Related Rule
Mexico
Practice Relating to Rule 29. Medical Transports
Mexico’s Army and Air Force Manual (2009), in a chapter on the 1949 Geneva Conventions, states: “The mobile medical units of the parties to the conflict in the field and fixed medical establishments must be respected and protected at all times. Vehicles used to transport the sick and wounded and medical supplies must be treated in the same way as mobile medical units.” 
Mexico, Manual de Derecho Internacional Humanitario para el Ejército y la Fuerza Área Mexicanos, Ministry of National Defence, June 2009, § 75.
In a section on the 1949 Geneva Convention I, the manual also states:
94. … mobile medical units of the medical service must not be attacked under any circumstances and must be respected and protected at all times by the parties to the conflict.
100. Land vehicles used for medical purposes (medical transports) must be respected and protected in the same way as mobile medical units.
101. Military medical vehicles that fall into the hands of the adverse party are subject to the laws of war, provided that the party to the conflict that captures them ensures the care of the wounded and sick being transported in them. 
Mexico, Manual de Derecho Internacional Humanitario para el Ejército y la Fuerza Área Mexicanos, Ministry of National Defence, June 2009, §§ 94 and 100–101.
Mexico’s IHL Guidelines (2009), in a section entitled “Basic rules of conduct in armed conflict”, states: “Do not attack medical vehicles … Ensure their protection. 
Mexico, Cartilla de Derecho Internacional Humanitario, Ministry of National Defence, 2009, § 14(i).
Mexico’s Army and Air Force Manual (2009), in a section on the 1949 Geneva Convention II, states:
Medical aircraft exclusively employed for the removal of the wounded, sick and shipwrecked and for the transport of medical supplies must be respected by the parties to the conflict, while flying at heights, at times and on routes specifically agreed upon between the parties to the conflict.
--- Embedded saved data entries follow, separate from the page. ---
//! Text/background contrast of inline `style` attributes.
//!
//! The inline check only understands six-digit hex colors; anything else in
//! a `color`/`background` pair is reported as [`IssueKind::ColorUnparsed`]
//! rather than silently ignored. Stylesheet rules go through
//! [`super::stylesheet`], which accepts more color syntaxes.

use super::page_title;
use crate::model::{ElementKind, Issue, IssueKind};
use lumen_scanner::Document;

/// WCAG AA minimum for normal-size text.
pub const MIN_CONTRAST_RATIO: f64 = 4.5;

pub type Rgb = (u8, u8, u8);

/// Parses `#rrggbb`. Shorthand and named colors are rejected.
pub fn parse_hex6(value: &str) -> Option<Rgb> {
    let hex = value.trim().strip_prefix('#')?;
    if hex.len() != 6 || !hex.chars().all(|c| c.is_ascii_hexdigit()) {
        return None;
    }
    let r = u8::from_str_radix(&hex[0..2], 16).ok()?;
    let g = u8::from_str_radix(&hex[2..4], 16).ok()?;
    let b = u8::from_str_radix(&hex[4..6], 16).ok()?;
    Some((r, g, b))
}

/// Relative luminance with the 0.03928 sRGB linearization threshold.
pub fn relative_luminance((r, g, b): Rgb) -> f64 {
    let channel = |c: u8| {
        let v = c as f64 / 255.0;
        if v <= 0.03928 {
            v / 12.92
        } else {
            ((v + 0.055) / 1.055).powf(2.4)
        }
    };
    0.2126 * channel(r) + 0.7152 * channel(g) + 0.0722 * channel(b)
}

/// Returns a ratio in `[1.0, 21.0]`, symmetric in its arguments.
pub fn contrast_ratio(fg: Rgb, bg: Rgb) -> f64 {
    let l1 = relative_luminance(fg);
    let l2 = relative_luminance(bg);
    let (lighter, darker) = if l1 > l2 { (l1, l2) } else { (l2, l1) };
    (lighter + 0.05) / (darker + 0.05)
}

pub fn round2(value: f64) -> f64 {
    (value * 100.0).round() / 100.0
}

/// Splits `a: b; c: d` into lowercase names and trimmed values.
/// A trailing `!important` is dropped from the value.
pub fn parse_declarations(block: &str) -> Vec<(String, String)> {
    block
        .split(';')
        .filter_map(|decl| decl.split_once(':'))
        .map(|(name, value)| {
            let value = value.trim();
            let value = value
                .strip_suffix("!important")
                .map(str::trim_end)
                .unwrap_or(value);
            (name.trim().to_ascii_lowercase(), value.to_string())
        })
        .filter(|(name, value)| !name.is_empty() && !value.is_empty())
        .collect()
}

/// Last `color` and last `background-color`/`background` of a declaration list.
pub fn color_pair(declarations: &[(String, String)]) -> Option<(&str, &str)> {
    let mut color = None;
    let mut background = None;
    for (name, value) in declarations {
        match name.as_str() {
            "color" => color = Some(value.as_str()),
            "background-color" | "background" => background = Some(value.as_str()),
            _ => {}
        }
    }
    Some((color?, background?))
}

pub fn check_contrast(url: &str, document: &Document) -> Vec<Issue> {
    let title = page_title(document);
    let mut issues = Vec::new();

    for element in document.elements_with_attribute("style") {
        let Some(style) = element.attribute("style") else {
            continue;
        };
        let declarations = parse_declarations(style);
        let Some((color, background)) = color_pair(&declarations) else {
            continue;
        };

        match (parse_hex6(color), parse_hex6(background)) {
            (Some(fg), Some(bg)) => {
                let ratio = contrast_ratio(fg, bg);
                if ratio < MIN_CONTRAST_RATIO {
                    issues.push(low_contrast_issue(
                        url,
                        &title,
                        ElementKind::Text,
                        element.outer_html(),
                        color,
                        background,
                        ratio,
                    ));
                }
            }
            _ => issues.push(unparsed_color_issue(
                url,
                &title,
                ElementKind::Text,
                element.outer_html(),
                color,
                background,
            )),
        }
    }

    issues
}

pub(crate) fn low_contrast_issue(
    url: &str,
    title: &str,
    element: ElementKind,
    snippet: String,
    color: &str,
    background: &str,
    ratio: f64,
) -> Issue {
    let ratio = round2(ratio);
    Issue::new(IssueKind::ContrastInsufficient, element, url, title)
        .with_snippet(snippet)
        .with_description(format!(
            "Low contrast ({:.2}:1) between text color {} and background {}; at least {}:1 is required",
            ratio, color, background, MIN_CONTRAST_RATIO
        ))
        .with_extra("ratio", format!("{:.2}", ratio))
        .with_extra("foreground", color)
        .with_extra("background", background)
}

pub(crate) fn unparsed_color_issue(
    url: &str,
    title: &str,
    element: ElementKind,
    snippet: String,
    color: &str,
    background: &str,
) -> Issue {
    Issue::new(IssueKind::ColorUnparsed, element, url, title)
        .with_snippet(snippet)
        .with_description(format!(
            "Could not evaluate contrast between colors {} / {}",
            color, background
        ))
        .with_extra("foreground", color)
        .with_extra("background", background)
}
Unless agreed otherwise, flights over enemy or enemy-occupied territory are prohibited. 
Mexico, Manual de Derecho Internacional Humanitario para el Ejército y la Fuerza Área Mexicanos, Ministry of National Defence, June 2009, § 129.
Mexico’s Army and Air Force Manual (2009), in a section on the 1949 Geneva Convention II, states:
121. Military hospital ships may not be attacked or captured under any circumstances and must be respected and protected at all times, provided that their names and descriptions have been notified to the parties to the conflict ten days before they are employed.
122. Hospital ships utilized by National Red Cross Societies, by officially recognized relief societies or by private persons are entitled to the same protection as military hospital ships.
123. Establishments ashore entitled to the protection of the Geneva Convention for the Amelioration of the Condition of the Wounded and Sick in Armed Forces in the Field must be protected from bombardment or attack from the sea.
128. Ships chartered to transport medical equipment and materials are authorized to transport supplies intended exclusively for the treatment of wounded and sick members of armed forces or for the prevention of disease. The adverse power reserves the right to board such ships, but not to capture them or seize the supplies that they are carrying. 
Mexico, Manual de Derecho Internacional Humanitario para el Ejército y la Fuerza Área Mexicanos, Ministry of National Defence, June 2009, §§ 121–123 and 128.